Residual deformity is the most common reason for revision hip arthroscopy: a three-dimensional CT study

James R Ross, Christopher M Larson, Olusanjo Adeoye, Olusanjo Adeoyo, Bryan T Kelly, Asheesh Bedi
Clinical Orthopaedics and related Research 2015, 473 (4): 1388-95

BACKGROUND: Previous studies have reported residual deformity to be the most common reason for revision hip arthroscopy. An awareness of the most frequent locations of the residual deformities may be critical to minimize these failures.

QUESTIONS/PURPOSES: The purposes of this study were to (1) define the three-dimensional (3-D) morphology of hips with residual symptoms before revision femoroacetabular impingement (FAI) surgery; (2) determine the limitation in range of motion (ROM) in these patients using dynamic, computer-assisted, 3-D analysis; and (3) compare these measures with a cohort of patients who underwent successful arthroscopic surgery for FAI by a high-volume hip arthroscopist.

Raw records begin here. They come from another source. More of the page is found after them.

//! Per-key gating of background favorite synchronization.
//!
//! Each [`FavoriteKey`] moves through `Idle -> InFlight -> Idle`. A sync may
//! start only when the key is idle and its throttle window (measured from
//! the previous *start*) has elapsed. The check and the transition happen
//! under one lock, so concurrent callers for the same key can never both
//! be admitted.

pub mod driver;

use std::collections::HashMap;
use std::sync::{Arc, Mutex, MutexGuard, PoisonError};
use std::time::{Duration, Instant};

use tracing::debug;

use crate::identifiers::FavoriteKey;

pub use driver::{SyncDriver, SyncOutcome};

/// Snapshot of one key's sync bookkeeping
#[derive(Clone, Copy, Debug, Default, PartialEq, Eq)]
pub struct SyncState {
    /// When the most recent sync for this key was started
    pub last_sync_time: Option<Instant>,
    pub in_flight: bool,
}

#[derive(Clone, Copy, Debug, PartialEq, Eq)]
pub enum SyncPhase {
    Idle,
    InFlight,
}

/// Process-wide sync state, keyed by favorite.
///
/// Entries are created on first use and kept for the life of the
/// coordinator; their number is bounded by the number of favorites.
#[derive(Debug, Default)]
pub struct SyncCoordinator {
    states: Mutex<HashMap<FavoriteKey, SyncState>>,
}

impl SyncCoordinator {
    pub fn new() -> Self {
        Self::default()
    }

    // The map has no multi-step invariants, so a panic elsewhere while the
    // lock was held leaves nothing to repair.
    fn lock(&self) -> MutexGuard<'_, HashMap<FavoriteKey, SyncState>> {
        self.states.lock().unwrap_or_else(PoisonError::into_inner)
    }

    /// Decide whether a sync for `key` may start at `now`.
    ///
    /// Returns `false` while a sync for the key is in flight, or while `now`
    /// is within `throttle_window` of the last start. Otherwise records the
    /// start (`last_sync_time = now`, in flight) and returns `true`.
    /// Refused calls are not queued.
    pub fn should_sync(&self, key: &FavoriteKey, now: Instant, throttle_window: Duration) -> bool {
        let mut states = self.lock();
        let state = states.entry(key.clone()).or_default();

        if state.in_flight {
            debug!(%key, "sync already in flight");
            return false;
        }

        if let Some(last) = state.last_sync_time {
            // A clock reading earlier than the last start counts as inside the window
            let elapsed = now.checked_duration_since(last).unwrap_or(Duration::ZERO);
            if elapsed < throttle_window {
                debug!(%key, ?elapsed, ?throttle_window, "sync throttled");
                return false;
            }
        }

        state.last_sync_time = Some(now);
        state.in_flight = true;
        true
    }

    /// Mark the sync for `key` finished, whether it succeeded or failed.
    pub fn complete_sync(&self, key: &FavoriteKey) {
        if let Some(state) = self.lock().get_mut(key) {
            state.in_flight = false;
        }
    }

    /// [`should_sync`](Self::should_sync) returning a guard that completes
    /// the sync when dropped.
    pub fn try_begin(
        self: &Arc<Self>,
        key: &FavoriteKey,
        now: Instant,
        throttle_window: Duration,
    ) -> Option<SyncPermit> {
        self.should_sync(key, now, throttle_window).then(|| SyncPermit {
            coordinator: Arc::clone(self),
            key: key.clone(),
        })
    }

    pub fn state(&self, key: &FavoriteKey) -> Option<SyncState> {
        self.lock().get(key).copied()
    }

    pub fn phase(&self, key: &FavoriteKey) -> SyncPhase {
        match self.state(key) {
            Some(SyncState { in_flight: true, .. }) => SyncPhase::InFlight,
            _ => SyncPhase::Idle,
        }
    }

    /// Number of keys seen so far
    pub fn tracked_keys(&self) -> usize {
        self.lock().len()
    }
}

/// An admitted sync. Dropping it calls
/// [`complete_sync`](SyncCoordinator::complete_sync), including when the
/// future holding it is cancelled.
#[must_use = "dropping the permit immediately ends the sync"]
#[derive(Debug)]
pub struct SyncPermit {
    coordinator: Arc<SyncCoordinator>,
    key: FavoriteKey,
}

impl SyncPermit {
    pub fn key(&self) -> &FavoriteKey {
        &self.key
    }
}

impl Drop for SyncPermit {
    fn drop(&mut self) {
        self.coordinator.complete_sync(&self.key);
    }
}

#[cfg(test)]
mod tests {
    use super::*;
    use std::sync::Barrier;
    use std::thread;

    const WINDOW: Duration = Duration::from_secs(30);

    fn key(s: &str) -> FavoriteKey {
        FavoriteKey::new(s)
    }

    #[test]
    fn test_first_call_admits_and_marks_in_flight() {
        let coordinator = SyncCoordinator::new();
        let k = key("station:41001");
        let t0 = Instant::now();

        assert_eq!(coordinator.state(&k), None);
        assert!(coordinator.should_sync(&k, t0, WINDOW));
        assert_eq!(
            coordinator.state(&k),
            Some(SyncState {
                last_sync_time: Some(t0),
                in_flight: true
            })
        );
        assert_eq!(coordinator.phase(&k), SyncPhase::InFlight);
    }

    #[test]
    fn test_in_flight_blocks_even_after_window() {
        let coordinator = SyncCoordinator::new();
        let k = key("station:41001");
        let t0 = Instant::now();

        assert!(coordinator.should_sync(&k, t0, WINDOW));
        assert!(!coordinator.should_sync(&k, t0, WINDOW));
        assert!(!coordinator.should_sync(&k, t0 + WINDOW * 2, WINDOW));
    }

    #[test]
    fn test_throttle_window() {
        let coordinator = SyncCoordinator::new();
        let k = key("nav_unit:lock-7");
        let t0 = Instant::now();

        assert!(coordinator.should_sync(&k, t0, WINDOW));
        coordinator.complete_sync(&k);

        assert!(!coordinator.should_sync(&k, t0, WINDOW));
        assert!(!coordinator.should_sync(&k, t0 + Duration::from_secs(1), WINDOW));
        assert!(!coordinator.should_sync(&k, t0 + WINDOW - Duration::from_millis(1), WINDOW));

        // Refused calls do not move the window
        assert!(coordinator.should_sync(&k, t0 + WINDOW, WINDOW));
        assert_eq!(coordinator.state(&k).unwrap().last_sync_time, Some(t0 + WINDOW));
    }

    #[test]
    fn test_window_measured_from_start_not_completion() {
        let coordinator = SyncCoordinator::new();
        let k = key("station:44013");
        let t0 = Instant::now();

        assert!(coordinator.should_sync(&k, t0, WINDOW));
        // Sync runs long and finishes well after the window has elapsed
        coordinator.complete_sync(&k);

        assert!(coordinator.should_sync(&k, t0 + WINDOW + Duration::from_secs(5), WINDOW));
    }

    #[test]
    fn test_clock_before_last_start_is_throttled() {
        let coordinator = SyncCoordinator::new();
        let k = key("station:1");
        let t0 = Instant::now() + Duration::from_secs(60);

        assert!(coordinator.should_sync(&k, t0, WINDOW));
        coordinator.complete_sync(&k);
        assert!(!coordinator.should_sync(&k, t0 - Duration::from_secs(10), WINDOW));
    }

    #[test]
    fn test_zero_window_only_dedups() {
        let coordinator = SyncCoordinator::new();
        let k = key("station:1");
        let t0 = Instant::now();

        assert!(coordinator.should_sync(&k, t0, Duration::ZERO));
        assert!(!coordinator.should_sync(&k, t0, Duration::ZERO));
        coordinator.complete_sync(&k);
        assert!(coordinator.should_sync(&k, t0, Duration::ZERO));
    }

    #[test]
    fn test_keys_are_independent() {
        let coordinator = SyncCoordinator::new();
        let t0 = Instant::now();

        assert!(coordinator.should_sync(&key("a"), t0, WINDOW));
        assert!(coordinator.should_sync(&key("b"), t0, WINDOW));
        assert_eq!(coordinator.tracked_keys(), 2);
    }

    #[test]
    fn test_complete_unknown_key_is_noop() {
        let coordinator = SyncCoordinator::new();
        coordinator.complete_sync(&key("never-seen"));
        assert_eq!(coordinator.tracked_keys(), 0);
        assert_eq!(coordinator.phase(&key("never-seen")), SyncPhase::Idle);
    }

    #[test]
    fn test_concurrent_callers_admit_exactly_one() {
        const CALLERS: usize = 16;

        let coordinator = SyncCoordinator::new();
        let k = key("station:contended");
        let now = Instant::now();
        let barrier = Barrier::new(CALLERS);

        let admitted = thread::scope(|scope| {
            let handles: Vec<_> = (0..CALLERS)
                .map(|_| {
                    scope.spawn(|| {
                        barrier.wait();
                        coordinator.should_sync(&k, now, WINDOW)
                    })
                })
                .collect();

            handles
                .into_iter()
                .map(|h| h.join().unwrap())
                .filter(|admitted| *admitted)
                .count()
        });

        assert_eq!(admitted, 1);
    }

    #[test]
    fn test_permit_releases_on_drop() {
        let coordinator = Arc::new(SyncCoordinator::new());
        let k = key("station:41001");
        let t0 = Instant::now();

        let permit = coordinator.try_begin(&k, t0, Duration::ZERO).unwrap();
        assert_eq!(permit.key(), &k);
        assert!(coordinator.try_begin(&k, t0, Duration::ZERO).is_none());

        drop(permit);
        assert_eq!(coordinator.phase(&k), SyncPhase::Idle);
        assert!(coordinator.try_begin(&k, t0, Duration::ZERO).is_some());
    }

    #[test]
    fn test_permit_releases_on_panic() {
        let coordinator = Arc::new(SyncCoordinator::new());
        let k = key("station:41001");

        let result = std::panic::catch_unwind(std::panic::AssertUnwindSafe(|| {
            let _permit = coordinator.try_begin(&k, Instant::now(), WINDOW).unwrap();
            panic!("transport blew up");
        }));

        assert!(result.is_err());
        assert_eq!(coordinator.phase(&k), SyncPhase::Idle);
    }
}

METHODS: Between 2008 and 2013, one senior surgeon (BTK) performed revision arthroscopic FAI procedures on patients with residual FAI deformity and symptoms after prior unsuccessful arthroscopic surgery; all of these 47 patients (50 hips) had preoperative CT scans. Mean patient age was 29 ± 9 years (range, 16-52 years). Three-dimensional models of the hips were created to allow measurements of femoral and acetabular morphology and ROM to bony impingement using a validated, computer-based dynamic imaging software. During the same time period, 65 patients with successful primary arthroscopic treatment of FAI by the same surgeon underwent preoperative CT scans for the symptomatic contralateral hip; this group of 65 patients thus fortuitously provided postoperative evaluation of the originally operated hip and served as a control group. A comparison of the virtual correction with the actual correction in the primary successful FAI treatment cohort was performed. Correspondingly, a comparison of the recommended virtual correction with the correction evident at the time of presentation after failed primary surgery in the revision cohort was performed. Analysis was performed by two independent observers (JRR, OA) and a paired t-test was used for comparison of continuous variables, whereas chi-square testing was used for categorical variables with p < 0.05 defined as significant.

RESULTS: Ninety percent (45 of 50) of patients undergoing revision surgery for symptomatic FAI had residual deformities; the mean maximal alpha angle in revision hips was 68° ± 16° and was most often located at 1:15, considering the acetabulum as a clockface and 1 to 5 o'clock as anterior independent of side. Twenty-six percent (13 of 50) of hips had signs of overcoverage with a lateral center-edge angle greater than or equal to 40°. Dynamic analysis revealed mean direct hip flexion of 114° ± 11° to osseous impingement. Internal rotation in 90° of hip flexion and flexion, adduction, internal rotation to osseous contact were 28° ± 12° and 20° ± 10°, respectively, which were less than those in hips that had underwent hip arthroscopy by a high-volume hip arthroscopist (all p < 0.001).

CONCLUSIONS: We found marked radiographic evidence of incomplete correction of deformity in patients with residual symptoms compared with patients with successful results with residual deformity present in the large majority of patients (45 of 50 [90%]) undergoing residual FAI surgery. We recommend careful attention to full 3-D resection of impinging structures.